▶ Work to be completed
For the listing below, give the count of lines containing the string "lower" and nothing else.

▶ Provided data
//! Named Threshold Set
//!
//! Hosts have historically passed thresholds as a flat buffer of 13 floats in
//! a fixed order. That order is kept for the flat boundary, but inside the
//! crate each value has a name:
//!
//! ```text
//! index  field           unit
//!   0    do_min          mg/L
//!   1    do_crit_min     mg/L
//!   2    ph_min          -
//!   3    ph_max          -
//!   4    ph_crit_min     -
//!   5    ph_crit_max     -
//!   6    turb_max        NTU
//!   7    turb_crit_max   NTU
//!   8    ammo_max        mg/L
//!   9    ammo_crit_max   mg/L
//!  10    temp_min        °C
//!  11    temp_max        °C
//!  12    activity_min    0.0-1.0
//! ```
//!
//! `from_slice` only checks the length. Bound ordering is a separate, opt-in
//! check through [`ThresholdSet::validated`]; an unordered set still scores,
//! it just scores against the bounds it was given.

use crate::{
    constants::water::*,
    errors::{ScoringError, ScoringResult},
    reading::Checkable,
};

/// Field names in positional order
const FIELD_NAMES: [&str; THRESHOLD_COUNT] = [
    "do_min",
    "do_crit_min",
    "ph_min",
    "ph_max",
    "ph_crit_min",
    "ph_crit_max",
    "turb_max",
    "turb_crit_max",
    "ammo_max",
    "ammo_crit_max",
    "temp_min",
    "temp_max",
    "activity_min",
];

/// Thresholds for the environment scorer
#[derive(Debug, Clone, Copy, PartialEq)]
#[cfg_attr(feature = "serde", derive(serde::Serialize, serde::Deserialize))]
pub struct ThresholdSet {
    /// Dissolved oxygen warning minimum (mg/L)
    pub do_min: f32,
    /// Dissolved oxygen critical minimum (mg/L)
    pub do_crit_min: f32,
    /// Preferred pH lower bound
    pub ph_min: f32,
    /// Preferred pH upper bound
    pub ph_max: f32,
    /// Critical pH lower bound
    pub ph_crit_min: f32,
    /// Critical pH upper bound
    pub ph_crit_max: f32,
    /// Turbidity warning maximum (NTU)
    pub turb_max: f32,
    /// Turbidity critical maximum (NTU)
    pub turb_crit_max: f32,
    /// Ammonia warning maximum (mg/L)
    pub ammo_max: f32,
    /// Ammonia critical maximum (mg/L)
    pub ammo_crit_max: f32,
    /// Feeding temperature lower bound (°C)
    pub temp_min: f32,
    /// Feeding temperature upper bound (°C)
    pub temp_max: f32,
    /// Minimum fish activity index
    pub activity_min: f32,
}

impl Default for ThresholdSet {
    fn default() -> Self {
        Self {
            do_min: DO_MIN_MGL,
            do_crit_min: DO_CRIT_MIN_MGL,
            ph_min: PH_MIN,
            ph_max: PH_MAX,
            ph_crit_min: PH_CRIT_MIN,
            ph_crit_max: PH_CRIT_MAX,
            turb_max: TURBIDITY_MAX_NTU,
            turb_crit_max: TURBIDITY_CRIT_MAX_NTU,
            ammo_max: AMMONIA_MAX_MGL,
            ammo_crit_max: AMMONIA_CRIT_MAX_MGL,
            temp_min: TEMP_MIN_C,
            temp_max: TEMP_MAX_C,
            activity_min: ACTIVITY_MIN,
        }
    }
}

impl ThresholdSet {
    /// Build from a positional buffer
    ///
    /// Needs at least [`THRESHOLD_COUNT`] values; anything past the 13th is
    /// ignored.
    pub fn from_slice(values: &[f32]) -> ScoringResult<Self> {
        let Some(v) = values.get(..THRESHOLD_COUNT) else {
            return Err(ScoringError::ThresholdCount {
                required: THRESHOLD_COUNT,
                available: values.len(),
            });
        };

        Ok(Self::from_positional(v))
    }

    fn from_positional(v: &[f32]) -> Self {
        Self {
            do_min: v[0],
            do_crit_min: v[1],
            ph_min: v[2],
            ph_max: v[3],
            ph_crit_min: v[4],
            ph_crit_max: v[5],
            turb_max: v[6],
            turb_crit_max: v[7],
            ammo_max: v[8],
            ammo_crit_max: v[9],
            temp_min: v[10],
            temp_max: v[11],
            activity_min: v[12],
        }
    }

    /// Positional form, in the order `from_slice` reads
    pub fn to_array(&self) -> [f32; THRESHOLD_COUNT] {
        [
            self.do_min,
            self.do_crit_min,
            self.ph_min,
            self.ph_max,
            self.ph_crit_min,
            self.ph_crit_max,
            self.turb_max,
            self.turb_crit_max,
            self.ammo_max,
            self.ammo_crit_max,
            self.temp_min,
            self.temp_max,
            self.activity_min,
        ]
    }

    /// Check that every bound is finite and every warning bound sits inside
    /// its critical bound
    ///
    /// A NaN bound would fail every comparison and silently switch its tier
    /// off, so non-finite values are reported before ordering is checked.
    pub fn validate(&self) -> ScoringResult<()> {
        for (field, value) in FIELD_NAMES.into_iter().zip(self.to_array()) {
            if !value.is_checked() {
                return Err(ScoringError::InvalidValue { field });
            }
        }

        if self.do_crit_min > self.do_min {
            return Err(ScoringError::ThresholdOrder {
                reason: "do_crit_min exceeds do_min",
            });
        }
        if self.ph_crit_min > self.ph_min {
            return Err(ScoringError::ThresholdOrder {
                reason: "ph_crit_min exceeds ph_min",
            });
        }
        if self.ph_min > self.ph_max {
            return Err(ScoringError::ThresholdOrder {
                reason: "ph_min exceeds ph_max",
            });
        }
        if self.ph_max > self.ph_crit_max {
            return Err(ScoringError::ThresholdOrder {
                reason: "ph_max exceeds ph_crit_max",
            });
        }
        if self.turb_max > self.turb_crit_max {
            return Err(ScoringError::ThresholdOrder {
                reason: "turb_max exceeds turb_crit_max",
            });
        }
        if self.ammo_max > self.ammo_crit_max {
            return Err(ScoringError::ThresholdOrder {
                reason: "ammo_max exceeds ammo_crit_max",
            });
        }
        if self.temp_min > self.temp_max {
            return Err(ScoringError::ThresholdOrder {
                reason: "temp_min exceeds temp_max",
            });
        }
        Ok(())
    }

    /// Consume the set, returning it only if its bounds are ordered
    pub fn validated(self) -> ScoringResult<Self> {
        self.validate().map(|()| self)
    }
}

impl TryFrom<&[f32]> for ThresholdSet {
    type Error = ScoringError;

    fn try_from(values: &[f32]) -> ScoringResult<Self> {
        Self::from_slice(values)
    }
}

impl From<[f32; THRESHOLD_COUNT]> for ThresholdSet {
    fn from(values: [f32; THRESHOLD_COUNT]) -> Self {
        Self::from_positional(&values)
    }
}

#[cfg(test)]
mod tests {
    use super::*;

    const FARM: [f32; 13] = [
        6.0, 5.0, 6.5, 8.5, 6.0, 9.0, 20.0, 40.0, 0.2, 0.5, 24.0, 31.0, 0.5,
    ];

    #[test]
    fn positional_order() {
        let set = ThresholdSet::from_slice(&FARM).unwrap();
        assert_eq!(set.do_min, 6.0);
        assert_eq!(set.do_crit_min, 5.0);
        assert_eq!(set.ph_crit_max, 9.0);
        assert_eq!(set.turb_crit_max, 40.0);
        assert_eq!(set.activity_min, 0.5);
        assert_eq!(set.to_array(), FARM);
    }

    #[test]
    fn short_buffer_rejected() {
        let err = ThresholdSet::from_slice(&FARM[..12]).unwrap_err();
        assert_eq!(
            err,
            ScoringError::ThresholdCount { required: 13, available: 12 }
        );
        assert!(ThresholdSet::from_slice(&[]).is_err());
    }

    #[test]
    fn extra_values_ignored() {
        let mut long = [0.0f32; 16];
        long[..13].copy_from_slice(&FARM);
        long[13] = 99.0;
        assert_eq!(ThresholdSet::from_slice(&long).unwrap().to_array(), FARM);
    }

    #[test]
    fn default_is_ordered() {
        assert!(ThresholdSet::default().validate().is_ok());
        assert!(ThresholdSet::from(FARM).validated().is_ok());
    }

    #[test]
    fn nan_bound_rejected() {
        let set = ThresholdSet {
            do_min: f32::NAN,
            ..ThresholdSet::default()
        };
        assert_eq!(
            set.validate(),
            Err(ScoringError::InvalidValue { field: "do_min" })
        );
    }

    #[test]
    fn infinite_bound_rejected() {
        let mut values = FARM;
        values[12] = f32::INFINITY;
        assert_eq!(
            ThresholdSet::from(values).validated(),
            Err(ScoringError::InvalidValue { field: "activity_min" })
        );
    }

    #[test]
    fn swapped_do_bounds_reported() {
        let set = ThresholdSet {
            do_min: 5.0,
            do_crit_min: 6.0,
            ..ThresholdSet::default()
        };
        assert_eq!(
            set.validated(),
            Err(ScoringError::ThresholdOrder { reason: "do_crit_min exceeds do_min" })
        );
    }

    #[test]
    fn inverted_ph_band_reported() {
        let set = ThresholdSet {
            ph_min: 8.6,
            ..ThresholdSet::default()
        };
        assert!(matches!(
            set.validate(),
            Err(ScoringError::ThresholdOrder { .. })
        ));
    }
}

▶ Result of this task
3